## WHAT YOU ARE ASKED TO DO
Write out every record again, exactly.

## INFORMATION SUPPLIED
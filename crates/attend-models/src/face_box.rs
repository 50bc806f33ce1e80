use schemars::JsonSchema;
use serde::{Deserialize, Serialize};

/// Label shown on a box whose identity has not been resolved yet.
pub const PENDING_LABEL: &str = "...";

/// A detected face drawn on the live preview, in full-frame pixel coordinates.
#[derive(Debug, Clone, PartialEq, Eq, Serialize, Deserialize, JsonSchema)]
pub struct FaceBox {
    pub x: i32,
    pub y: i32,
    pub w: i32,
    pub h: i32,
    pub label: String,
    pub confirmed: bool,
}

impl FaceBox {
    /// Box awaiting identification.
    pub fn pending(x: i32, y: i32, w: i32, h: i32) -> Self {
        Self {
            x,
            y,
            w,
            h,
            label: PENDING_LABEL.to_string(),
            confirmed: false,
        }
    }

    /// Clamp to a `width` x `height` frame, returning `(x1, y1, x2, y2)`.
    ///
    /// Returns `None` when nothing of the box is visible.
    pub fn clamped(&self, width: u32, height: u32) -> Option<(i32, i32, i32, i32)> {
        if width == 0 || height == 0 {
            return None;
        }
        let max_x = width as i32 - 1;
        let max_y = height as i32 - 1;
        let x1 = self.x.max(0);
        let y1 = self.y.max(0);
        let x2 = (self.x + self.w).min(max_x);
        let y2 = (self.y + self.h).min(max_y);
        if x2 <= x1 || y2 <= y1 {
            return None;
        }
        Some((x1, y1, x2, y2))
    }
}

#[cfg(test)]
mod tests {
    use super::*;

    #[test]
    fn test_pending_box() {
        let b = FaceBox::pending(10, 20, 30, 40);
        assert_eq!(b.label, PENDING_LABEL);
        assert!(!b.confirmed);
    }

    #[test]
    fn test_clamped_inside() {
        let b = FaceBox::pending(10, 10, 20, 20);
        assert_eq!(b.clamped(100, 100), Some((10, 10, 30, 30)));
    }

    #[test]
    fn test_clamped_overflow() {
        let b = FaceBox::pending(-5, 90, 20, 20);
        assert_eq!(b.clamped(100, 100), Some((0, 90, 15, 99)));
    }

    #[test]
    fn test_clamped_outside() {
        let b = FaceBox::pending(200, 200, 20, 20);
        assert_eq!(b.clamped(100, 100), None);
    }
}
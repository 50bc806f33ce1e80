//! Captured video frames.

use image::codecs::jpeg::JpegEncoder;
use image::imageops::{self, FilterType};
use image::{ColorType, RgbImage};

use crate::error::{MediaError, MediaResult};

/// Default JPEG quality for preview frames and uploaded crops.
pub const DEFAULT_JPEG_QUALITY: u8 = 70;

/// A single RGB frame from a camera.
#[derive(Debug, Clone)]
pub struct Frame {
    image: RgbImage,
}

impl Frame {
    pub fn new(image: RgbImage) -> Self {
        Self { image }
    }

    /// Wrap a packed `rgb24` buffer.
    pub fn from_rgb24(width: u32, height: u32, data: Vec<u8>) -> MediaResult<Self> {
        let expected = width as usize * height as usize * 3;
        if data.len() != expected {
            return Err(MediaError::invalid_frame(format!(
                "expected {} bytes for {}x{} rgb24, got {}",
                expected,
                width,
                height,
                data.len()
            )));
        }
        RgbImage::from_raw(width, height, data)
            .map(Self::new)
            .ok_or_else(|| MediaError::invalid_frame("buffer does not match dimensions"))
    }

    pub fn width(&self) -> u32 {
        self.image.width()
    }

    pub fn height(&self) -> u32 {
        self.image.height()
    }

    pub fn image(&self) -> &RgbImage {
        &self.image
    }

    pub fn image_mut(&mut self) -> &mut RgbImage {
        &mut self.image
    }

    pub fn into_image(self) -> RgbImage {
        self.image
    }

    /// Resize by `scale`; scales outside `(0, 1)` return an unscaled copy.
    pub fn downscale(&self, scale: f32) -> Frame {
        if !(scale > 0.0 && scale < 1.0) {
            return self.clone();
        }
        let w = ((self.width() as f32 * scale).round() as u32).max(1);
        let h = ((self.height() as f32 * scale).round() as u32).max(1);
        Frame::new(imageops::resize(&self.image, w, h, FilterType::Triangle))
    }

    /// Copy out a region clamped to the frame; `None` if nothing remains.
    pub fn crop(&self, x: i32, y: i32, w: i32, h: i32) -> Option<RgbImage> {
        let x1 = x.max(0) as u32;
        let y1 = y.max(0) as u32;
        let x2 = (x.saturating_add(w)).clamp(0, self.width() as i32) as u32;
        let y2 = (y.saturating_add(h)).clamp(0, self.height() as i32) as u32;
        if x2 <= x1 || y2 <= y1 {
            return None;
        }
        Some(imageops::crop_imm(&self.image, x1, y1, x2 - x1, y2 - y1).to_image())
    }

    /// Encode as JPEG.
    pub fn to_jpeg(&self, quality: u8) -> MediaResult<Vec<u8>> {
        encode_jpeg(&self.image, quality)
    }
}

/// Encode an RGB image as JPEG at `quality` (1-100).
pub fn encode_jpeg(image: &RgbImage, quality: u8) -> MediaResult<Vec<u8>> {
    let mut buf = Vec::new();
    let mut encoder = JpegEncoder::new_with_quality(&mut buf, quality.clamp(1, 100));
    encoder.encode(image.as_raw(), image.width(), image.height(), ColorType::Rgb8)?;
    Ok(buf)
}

## YOUR RESPONSE
filename crates/attend-models/src/face_box.rs
repository 50bc806f33ce1e80
use schemars::JsonSchema;
use serde::{Deserialize, Serialize};

/// Label shown on a box whose identity has not been resolved yet.
pub const PENDING_LABEL: &str = "...";

/// A detected face drawn on the live preview, in full-frame pixel coordinates.
#[derive(Debug, Clone, PartialEq, Eq, Serialize, Deserialize, JsonSchema)]
pub struct FaceBox {
    pub x: i32,
    pub y: i32,
    pub w: i32,
    pub h: i32,
    pub label: String,
    pub confirmed: bool,
}

impl FaceBox {
    /// Box awaiting identification.
    pub fn pending(x: i32, y: i32, w: i32, h: i32) -> Self {
        Self {
            x,
            y,
            w,
            h,
            label: PENDING_LABEL.to_string(),
            confirmed: false,
        }
    }

    /// Clamp to a `width` x `height` frame, returning `(x1, y1, x2, y2)`.
    ///
    /// Returns `None` when nothing of the box is visible.
    pub fn clamped(&self, width: u32, height: u32) -> Option<(i32, i32, i32, i32)> {
        if width == 0 || height == 0 {
            return None;
        }
        let max_x = width as i32 - 1;
        let max_y = height as i32 - 1;
        let x1 = self.x.max(0);
        let y1 = self.y.max(0);
        let x2 = (self.x + self.w).min(max_x);
        let y2 = (self.y + self.h).min(max_y);
        if x2 <= x1 || y2 <= y1 {
            return None;
        }
        Some((x1, y1, x2, y2))
    }
}

#[cfg(test)]
mod tests {
    use super::*;

    #[test]
    fn test_pending_box() {
        let b = FaceBox::pending(10, 20, 30, 40);
        assert_eq!(b.label, PENDING_LABEL);
        assert!(!b.confirmed);
    }

    #[test]
    fn test_clamped_inside() {
        let b = FaceBox::pending(10, 10, 20, 20);
        assert_eq!(b.clamped(100, 100), Some((10, 10, 30, 30)));
    }

    #[test]
    fn test_clamped_overflow() {
        let b = FaceBox::pending(-5, 90, 20, 20);
        assert_eq!(b.clamped(100, 100), Some((0, 90, 15, 99)));
    }

    #[test]
    fn test_clamped_outside() {
        let b = FaceBox::pending(200, 200, 20, 20);
        assert_eq!(b.clamped(100, 100), None);
    }
}
repository 50bc806f33ce1e80
//! Captured video frames.

use image::codecs::jpeg::JpegEncoder;
use image::imageops::{self, FilterType};
use image::{ColorType, RgbImage};

use crate::error::{MediaError, MediaResult};

/// Default JPEG quality for preview frames and uploaded crops.
pub const DEFAULT_JPEG_QUALITY: u8 = 70;

/// A single RGB frame from a camera.
#[derive(Debug, Clone)]
pub struct Frame {
    image: RgbImage,
}

impl Frame {
    pub fn new(image: RgbImage) -> Self {
        Self { image }
    }

    /// Wrap a packed `rgb24` buffer.
    pub fn from_rgb24(width: u32, height: u32, data: Vec<u8>) -> MediaResult<Self> {
        let expected = width as usize * height as usize * 3;
        if data.len() != expected {
            return Err(MediaError::invalid_frame(format!(
                "expected {} bytes for {}x{} rgb24, got {}",
                expected,
                width,
                height,
                data.len()
            )));
        }
        RgbImage::from_raw(width, height, data)
            .map(Self::new)
            .ok_or_else(|| MediaError::invalid_frame("buffer does not match dimensions"))
    }

    pub fn width(&self) -> u32 {
        self.image.width()
    }

    pub fn height(&self) -> u32 {
        self.image.height()
    }

    pub fn image(&self) -> &RgbImage {
        &self.image
    }

    pub fn image_mut(&mut self) -> &mut RgbImage {
        &mut self.image
    }

    pub fn into_image(self) -> RgbImage {
        self.image
    }

    /// Resize by `scale`; scales outside `(0, 1)` return an unscaled copy.
    pub fn downscale(&self, scale: f32) -> Frame {
        if !(scale > 0.0 && scale < 1.0) {
            return self.clone();
        }
        let w = ((self.width() as f32 * scale).round() as u32).max(1);
        let h = ((self.height() as f32 * scale).round() as u32).max(1);
        Frame::new(imageops::resize(&self.image, w, h, FilterType::Triangle))
    }

    /// Copy out a region clamped to the frame; `None` if nothing remains.
    pub fn crop(&self, x: i32, y: i32, w: i32, h: i32) -> Option<RgbImage> {
        let x1 = x.max(0) as u32;
        let y1 = y.max(0) as u32;
        let x2 = (x.saturating_add(w)).clamp(0, self.width() as i32) as u32;
        let y2 = (y.saturating_add(h)).clamp(0, self.height() as i32) as u32;
        if x2 <= x1 || y2 <= y1 {
            return None;
        }
        Some(imageops::crop_imm(&self.image, x1, y1, x2 - x1, y2 - y1).to_image())
    }

    /// Encode as JPEG.
    pub fn to_jpeg(&self, quality: u8) -> MediaResult<Vec<u8>> {
        encode_jpeg(&self.image, quality)
    }
}

/// Encode an RGB image as JPEG at `quality` (1-100).
pub fn encode_jpeg(image: &RgbImage, quality: u8) -> MediaResult<Vec<u8>> {
    let mut buf = Vec::new();
    let mut encoder = JpegEncoder::new_with_quality(&mut buf, quality.clamp(1, 100));
    encoder.encode(image.as_raw(), image.width(), image.height(), ColorType::Rgb8)?;
    Ok(buf)
}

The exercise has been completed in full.